Individuals the filmmakers refer to as “peace police,” played a much bigger role in undermining the protests than uniformed police in riot gear. In addition to police and government undercover agents that are common to all resistance movements, the water protectors had to deal with interference from paid tribal leaders (who draw a salary from the US government and have little connection with traditional tribal governance) and with non-indigenous non-profit organization such as Greenpeace and Forest Ethics. Both organizations are notorious for advancing their own campaigns by cutting secret deals with fossil fuel companies.
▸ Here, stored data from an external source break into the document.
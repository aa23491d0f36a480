pub mod calendar;
pub mod event;
pub mod kanban;
pub mod user;
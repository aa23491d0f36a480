use sqlx::sqlite::SqliteRow;
use sqlx::Row;

use teamdesk_core::domain::user::{SessionToken, User};

use super::{decode_timestamp, encode_timestamp, RepositoryError, UserRepository};
use crate::DbPool;

pub struct SqlUserRepository {
    pool: DbPool,
}

impl SqlUserRepository {
    pub fn new(pool: DbPool) -> Self {
        Self { pool }
    }
}

fn session_from_row(row: &SqliteRow) -> Result<SessionToken, RepositoryError> {
    let created_at: String = row.try_get("created_at")?;
    Ok(SessionToken {
        secret: row.try_get("secret")?,
        user_id: row.try_get("user_id")?,
        created_at: decode_timestamp("created_at", &created_at)?,
        ip_address: row.try_get("ip_address")?,
        user_agent: row.try_get("user_agent")?,
    })
}

#[async_trait::async_trait]
impl UserRepository for SqlUserRepository {
    async fn find(&self, id: &str) -> Result<Option<User>, RepositoryError> {
        let row = sqlx::query("SELECT id, username, totp_secret FROM users WHERE id = ?")
            .bind(id)
            .fetch_optional(&self.pool)
            .await?;

        match row {
            Some(row) => Ok(Some(User {
                id: row.try_get("id")?,
                username: row.try_get("username")?,
                totp_secret: row.try_get("totp_secret")?,
            })),
            None => Ok(None),
        }
    }

    async fn ensure_user(&self, id: &str, username: &str) -> Result<(), RepositoryError> {
        sqlx::query(
            "INSERT INTO users (id, username) VALUES (?, ?)
             ON CONFLICT(id) DO UPDATE SET username = excluded.username",
        )
        .bind(id)
        .bind(username)
        .execute(&self.pool)
        .await?;
        Ok(())
    }

    async fn set_totp_secret(
        &self,
        id: &str,
        username: &str,
        secret: &str,
    ) -> Result<(), RepositoryError> {
        sqlx::query(
            "INSERT INTO users (id, username, totp_secret) VALUES (?, ?, ?)
             ON CONFLICT(id) DO UPDATE SET
                 username = excluded.username,
                 totp_secret = excluded.totp_secret",
        )
        .bind(id)
        .bind(username)
        .bind(secret)
        .execute(&self.pool)
        .await?;
        Ok(())
    }

    async fn create_session(&self, session: &SessionToken) -> Result<(), RepositoryError> {
        sqlx::query(
            "INSERT INTO session_tokens (secret, user_id, created_at, ip_address, user_agent)
             VALUES (?, ?, ?, ?, ?)",
        )
        .bind(&session.secret)
        .bind(&session.user_id)
        .bind(encode_timestamp(session.created_at))
        .bind(&session.ip_address)
        .bind(&session.user_agent)
        .execute(&self.pool)
        .await?;
        Ok(())
    }

    async fn find_session(&self, secret: &str) -> Result<Option<SessionToken>, RepositoryError> {
        let row = sqlx::query(
            "SELECT secret, user_id, created_at, ip_address, user_agent
             FROM session_tokens WHERE secret = ?",
        )
        .bind(secret)
        .fetch_optional(&self.pool)
        .await?;

        row.as_ref().map(session_from_row).transpose()
    }

    async fn list_sessions(&self, user_id: &str) -> Result<Vec<SessionToken>, RepositoryError> {
        let rows = sqlx::query(
            "SELECT secret, user_id, created_at, ip_address, user_agent
             FROM session_tokens WHERE user_id = ? ORDER BY created_at ASC",
        )
        .bind(user_id)
        .fetch_all(&self.pool)
        .await?;

        rows.iter().map(session_from_row).collect()
    }

    async fn revoke_session(&self, user_id: &str, secret: &str) -> Result<bool, RepositoryError> {
        let mut tx = self.pool.begin().await?;
        let deleted = sqlx::query("DELETE FROM session_tokens WHERE secret = ? AND user_id = ?")
            .bind(secret)
            .bind(user_id)
            .execute(&mut *tx)
            .await?;
        tx.commit().await?;
        Ok(deleted.rows_affected() > 0)
    }
}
Such agreements typically include a requirement for the non-profit groups to coopt and limit direct action by more militant activists.

My favorite scene is the one in which Chevron officials try to make a deal with Lakota activists to enter their land in return for a peace offering of bottled water and tobacco.

Genocide American Style

Red Cry

Lakota Solidarity Project (2013)

Film Review

 Red Cry is about past and present genocide of the Lakota nation.

The first third of the film concerns the ugly history of legalized genocide of Native American peoples. Some of the highlights include

• Columbus’s slaughter of 8 million Arouac in Hispaniola
• The 1823 Supreme Court ruling that the “divine right of discovery” took precedence over the land rights of indigenous peoples.
•  The mass slaughter of 1.5 million buffalo by the US army and settlers between 1871 and 1910 with the deliberate intent of destroying the primary Sioux source of food.
• The 1871 Indian Appropriation Act which invalidated the right of Native American tribes to be recognized as sovereign nations and invalidated all prior treaties.
• The criminalization of Native American culture, starting from the 1880s, and forced attendance of Native Americans at “Indian” boarding schools.
• The conscious federal desecration of sacred sites on the Pine Ridge Reservation and the ravaging of native lands with more than 3,000 uranium mines, leading to radioactive contamination of the air, water and food chain.
• The forced sterilization of Native American women by the Indian Health Service in the sixties and seventies.
• The 1973 appointment and arming (by the US government) of half-breed goon squads to terrorize and assassinate tribal elders.

The remainder of the film consists of interviews with tribal leaders describing present day genocidal conditions on the Pine Ridge Reservation, where life expectancy is 44 years for men and 52 years for women (in contrast to 76 years for men and 81 years for women in the general population).

Pine Ridge is plagued with miscarriages, birth defects and the highest cancer rate in the country due to radium, lead, mercury and arsenic contamination of the land and water by the mining industry.

Rape is four times the national average, with only one-third of the perpetrators facing prosecution.

Youth suicide is 1 ½ times the national average.

Eight out of ten families are affected by alcoholism.

One-third of the homes on the reservation lack running water and 40% have no electricity. Eighty percent of families live below the poverty line.

Traditional Lakota governance is matriarchal. For more than a century the US government has deliberately undermined matriarchal rule by only appointing men to positions of tribal authority.